─── Data for the task ───
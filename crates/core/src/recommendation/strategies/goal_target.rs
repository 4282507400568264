//! Unrealistic-goal-target strategy.

use std::sync::Arc;

use async_trait::async_trait;
use chrono::Utc;
use rust_decimal::Decimal;
use serde_json::json;

use savium_shared::types::UserId;
use savium_shared::AppResult;

use crate::advisor::{AdvisorRequest, ReasoningProvider};
use crate::goal::{Goal, GoalContributionRepository, GoalRepository};
use crate::recommendation::types::{
    AnalysisResult, QuickAction, RecommendationPriority, RecommendationType,
};

use super::{consult, AnalysisStrategy, StrategyKind};

struct GoalPressure {
    goal: Goal,
    required_daily: Decimal,
    historical_daily: Decimal,
    ratio: Decimal,
}

/// Flags the goal whose required daily saving rate most exceeds what the
/// user has historically managed. Only goals with at least one
/// contribution are considered; a ratio above 2 flags.
pub struct UnrealisticGoalStrategy {
    goals: Arc<dyn GoalRepository>,
    contributions: Arc<dyn GoalContributionRepository>,
    advisor: Arc<dyn ReasoningProvider>,
}

impl UnrealisticGoalStrategy {
    /// Creates the strategy over its ports.
    pub fn new(
        goals: Arc<dyn GoalRepository>,
        contributions: Arc<dyn GoalContributionRepository>,
        advisor: Arc<dyn ReasoningProvider>,
    ) -> Self {
        Self {
            goals,
            contributions,
            advisor,
        }
    }
}

fn priority_for_ratio(ratio: Decimal) -> RecommendationPriority {
    if ratio >= Decimal::from(3) {
        RecommendationPriority::High
    } else {
        RecommendationPriority::Medium
    }
}

#[async_trait]
impl AnalysisStrategy for UnrealisticGoalStrategy {
    fn kind(&self) -> StrategyKind {
        StrategyKind::GoalTarget
    }

    async fn analyze(&self, user_id: UserId) -> AppResult<Option<AnalysisResult>> {
        let today = Utc::now().date_naive();
        let goals = self.goals.list_active_for_user(user_id).await?;

        let mut worst: Option<GoalPressure> = None;
        for goal in goals {
            if goal.is_met() {
                continue;
            }
            let days_left = goal.days_remaining(today);
            if days_left <= 0 {
                continue;
            }
            let history = self.contributions.list_for_goal(goal.id).await?;
            let Some(first) = history.first() else {
                continue;
            };

            let total: Decimal = history.iter().map(|c| c.amount).sum();
            let observed_days = (today - first.date).num_days().max(1);
            let historical_daily = total / Decimal::from(observed_days);
            if historical_daily <= Decimal::ZERO {
                continue;
            }

            let required_daily = goal.remaining_amount() / Decimal::from(days_left);
            let ratio = required_daily / historical_daily;
            let is_worse = worst.as_ref().is_none_or(|w| ratio > w.ratio);
            if is_worse {
                worst = Some(GoalPressure {
                    goal,
                    required_daily,
                    historical_daily,
                    ratio,
                });
            }
        }

        let Some(pressure) = worst else {
            return Ok(None);
        };
        if pressure.ratio <= Decimal::TWO {
            return Ok(None);
        }

        let days_left = pressure.goal.days_remaining(today);
        let achievable_target = (pressure.goal.current_amount
            + pressure.historical_daily * Decimal::from(days_left))
        .round_dp(2);
        let local_description = format!(
            "Reaching \"{}\" by its deadline now takes {} per day, but you have been saving \
             about {} per day. Lowering the target to around {} or extending the deadline \
             would make it achievable.",
            pressure.goal.name,
            pressure.required_daily.round_dp(2),
            pressure.historical_daily.round_dp(2),
            achievable_target
        );
        let context = json!({
            "goalId": pressure.goal.id,
            "goalName": pressure.goal.name,
            "requiredDaily": pressure.required_daily.round_dp(2),
            "historicalDaily": pressure.historical_daily.round_dp(2),
            "ratio": pressure.ratio.round_dp(2),
            "achievableTarget": achievable_target,
        });
        let reply = consult(
            self.advisor.as_ref(),
            AdvisorRequest {
                prompt: format!(
                    "A savings goal needs {} per day but the user manages about {} per day. \
                     Phrase a short, supportive suggestion to adjust the target or deadline.",
                    pressure.required_daily.round_dp(2),
                    pressure.historical_daily.round_dp(2)
                ),
                context: context.clone(),
            },
        )
        .await;

        let suggested_target = reply
            .amount
            .filter(|a| *a > Decimal::ZERO)
            .unwrap_or(achievable_target);

        Ok(Some(AnalysisResult {
            recommendation_type: RecommendationType::GoalOptimization,
            priority: priority_for_ratio(pressure.ratio),
            title: format!("\"{}\" may be out of reach", pressure.goal.name),
            description: reply.rationale.unwrap_or(local_description),
            data: context,
            actionable: true,
            actions: vec![QuickAction {
                label: "Adjust goal".to_string(),
                path: format!("/goals/{}/edit", pressure.goal.id),
                prefill: json!({ "targetAmount": suggested_target }),
            }],
        }))
    }
}
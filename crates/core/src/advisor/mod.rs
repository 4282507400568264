//! Reasoning provider port.
//!
//! Strategies may ask an external reasoning provider to phrase a rationale
//! or refine a suggested amount. The provider is strictly an enrichment:
//! every caller computes a deterministic local result first and keeps it
//! when the provider is unavailable, misconfigured, or returns junk.

pub mod types;

pub use types::{AdvisorError, AdvisorReply, AdvisorRequest, DisabledProvider, ReasoningProvider};
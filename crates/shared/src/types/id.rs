//! Typed IDs for type-safe entity references.
//!
//! Using typed IDs prevents accidentally passing a `UserId` where a `GoalId` is expected.

use serde::{Deserialize, Serialize};
use uuid::Uuid;

/// Macro to generate typed ID wrappers.
macro_rules! typed_id {
    ($name:ident, $doc:expr) => {
        #[doc = $doc]
        #[derive(Debug, Clone, Copy, PartialEq, Eq, Hash, Serialize, Deserialize)]
        #[serde(transparent)]
        pub struct $name(pub Uuid);

        impl $name {
            /// Creates a new random ID using UUID v7 (time-ordered).
            #[must_use]
            pub fn new() -> Self {
                Self(Uuid::now_v7())
            }

            /// Creates an ID from an existing UUID.
            #[must_use]
            pub const fn from_uuid(uuid: Uuid) -> Self {
                Self(uuid)
            }

            /// Returns the inner UUID.
            #[must_use]
            pub const fn into_inner(self) -> Uuid {
                self.0
            }
        }

        impl Default for $name {
            fn default() -> Self {
                Self::new()
            }
        }

        impl std::fmt::Display for $name {
            fn fmt(&self, f: &mut std::fmt::Formatter<'_>) -> std::fmt::Result {
                write!(f, "{}", self.0)
            }
        }

        impl std::str::FromStr for $name {
            type Err = uuid::Error;

            fn from_str(s: &str) -> Result<Self, Self::Err> {
                Ok(Self(Uuid::parse_str(s)?))
            }
        }
    };
}

typed_id!(UserId, "Unique identifier for a user.");
typed_id!(GoalId, "Unique identifier for a savings goal.");
typed_id!(ContributionId, "Unique identifier for a goal contribution.");
typed_id!(
    ScheduleEntryId,
    "Unique identifier for a contribution schedule entry."
);
typed_id!(RecommendationId, "Unique identifier for a recommendation.");
typed_id!(NotificationId, "Unique identifier for a notification.");
typed_id!(TransactionId, "Unique identifier for a transaction.");
typed_id!(BudgetId, "Unique identifier for a budget.");
typed_id!(DebtId, "Unique identifier for a debt.");
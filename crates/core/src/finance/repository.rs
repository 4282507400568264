//! Repository ports for the financial collaborators.

use async_trait::async_trait;

use savium_shared::types::UserId;
use savium_shared::AppResult;

use super::types::{Budget, CategoryTotal, DateRange, Debt, DebtStatus, MonthlyBalance};

/// Port for transaction aggregation queries.
#[async_trait]
pub trait TransactionRepository: Send + Sync {
    /// Sums expense amounts per category over a date range.
    async fn expense_totals_by_category(
        &self,
        user_id: UserId,
        range: DateRange,
    ) -> AppResult<Vec<CategoryTotal>>;

    /// Income and expense totals for one calendar month.
    async fn monthly_balance(
        &self,
        user_id: UserId,
        year: i32,
        month: u32,
    ) -> AppResult<MonthlyBalance>;
}

/// Port for budget lookups.
#[async_trait]
pub trait BudgetRepository: Send + Sync {
    /// Lists a user's budgets for one calendar month.
    async fn list_for_month(&self, user_id: UserId, year: i32, month: u32)
        -> AppResult<Vec<Budget>>;
}

/// Port for debt lookups.
#[async_trait]
pub trait DebtRepository: Send + Sync {
    /// Lists a user's debts with the given status.
    async fn list_by_status(&self, user_id: UserId, status: DebtStatus) -> AppResult<Vec<Debt>>;
}
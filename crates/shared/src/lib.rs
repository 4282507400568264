//! Shared types, errors, and configuration for Savium.
//!
//! This crate provides common types used across all other crates:
//! - Typed IDs for type-safe entity references
//! - Application-wide error types
//! - Configuration management

pub mod config;
pub mod error;
pub mod types;

pub use config::AppConfig;
pub use error::{AppError, AppResult};
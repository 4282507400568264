//! Transaction, budget, and debt collaborator types and ports.
//!
//! These entities are owned by other parts of the backend; the analysis
//! strategies only read them through the ports defined here.

pub mod repository;
pub mod types;

pub use repository::{BudgetRepository, DebtRepository, TransactionRepository};
pub use types::{
    Budget, CategoryTotal, DateRange, Debt, DebtStatus, MonthlyBalance, Transaction,
    TransactionKind,
};
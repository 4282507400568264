//! Reasoning provider types and port.

use async_trait::async_trait;
use rust_decimal::Decimal;
use thiserror::Error;

/// Errors from the reasoning provider. All of them are recovered by the
/// caller's local fallback; none escape a strategy.
#[derive(Debug, Error)]
pub enum AdvisorError {
    /// Remote enrichment is turned off in configuration.
    #[error("Reasoning provider is disabled")]
    Disabled,

    /// No API credential is configured.
    #[error("Reasoning provider credential is missing")]
    MissingCredential,

    /// Transport-level failure (connect, timeout).
    #[error("Reasoning provider request failed: {0}")]
    Http(String),

    /// Non-success HTTP status.
    #[error("Reasoning provider returned status {0}")]
    Status(u16),

    /// Response body could not be understood.
    #[error("Reasoning provider response was malformed: {0}")]
    Malformed(String),
}

/// A request for the reasoning provider.
#[derive(Debug, Clone)]
pub struct AdvisorRequest {
    /// Natural-language prompt describing what to refine.
    pub prompt: String,
    /// Structured context (the strategy's measured numbers).
    pub context: serde_json::Value,
}

/// Best-effort parsed provider response.
#[derive(Debug, Clone, Default, PartialEq, Eq)]
pub struct AdvisorReply {
    /// Refined amount, when the provider proposed one.
    pub amount: Option<Decimal>,
    /// Phrased rationale, when the provider produced one.
    pub rationale: Option<String>,
}

/// Port for the reasoning provider.
#[async_trait]
pub trait ReasoningProvider: Send + Sync {
    /// Asks the provider for a refinement. Errors mean "use the local
    /// result instead"; they carry no further semantics.
    async fn advise(&self, request: &AdvisorRequest) -> Result<AdvisorReply, AdvisorError>;
}

/// A provider that always declines, for wiring without remote enrichment.
#[derive(Debug, Clone, Copy, Default)]
pub struct DisabledProvider;

#[async_trait]
impl ReasoningProvider for DisabledProvider {
    async fn advise(&self, _request: &AdvisorRequest) -> Result<AdvisorReply, AdvisorError> {
        Err(AdvisorError::Disabled)
    }
}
───
> [Work instructions]
Please give back exactly the lines of the listing above that run from the one containing "StrategyKind::GoalTarget" through the one containing "let history = self.contributions.list_for_goal(goal.id).await?;", and only those.

> [Answer below]
        StrategyKind::GoalTarget
    }

    async fn analyze(&self, user_id: UserId) -> AppResult<Option<AnalysisResult>> {
        let today = Utc::now().date_naive();
        let goals = self.goals.list_active_for_user(user_id).await?;

        let mut worst: Option<GoalPressure> = None;
        for goal in goals {
            if goal.is_met() {
                continue;
            }
            let days_left = goal.days_remaining(today);
            if days_left <= 0 {
                continue;
            }
            let history = self.contributions.list_for_goal(goal.id).await?;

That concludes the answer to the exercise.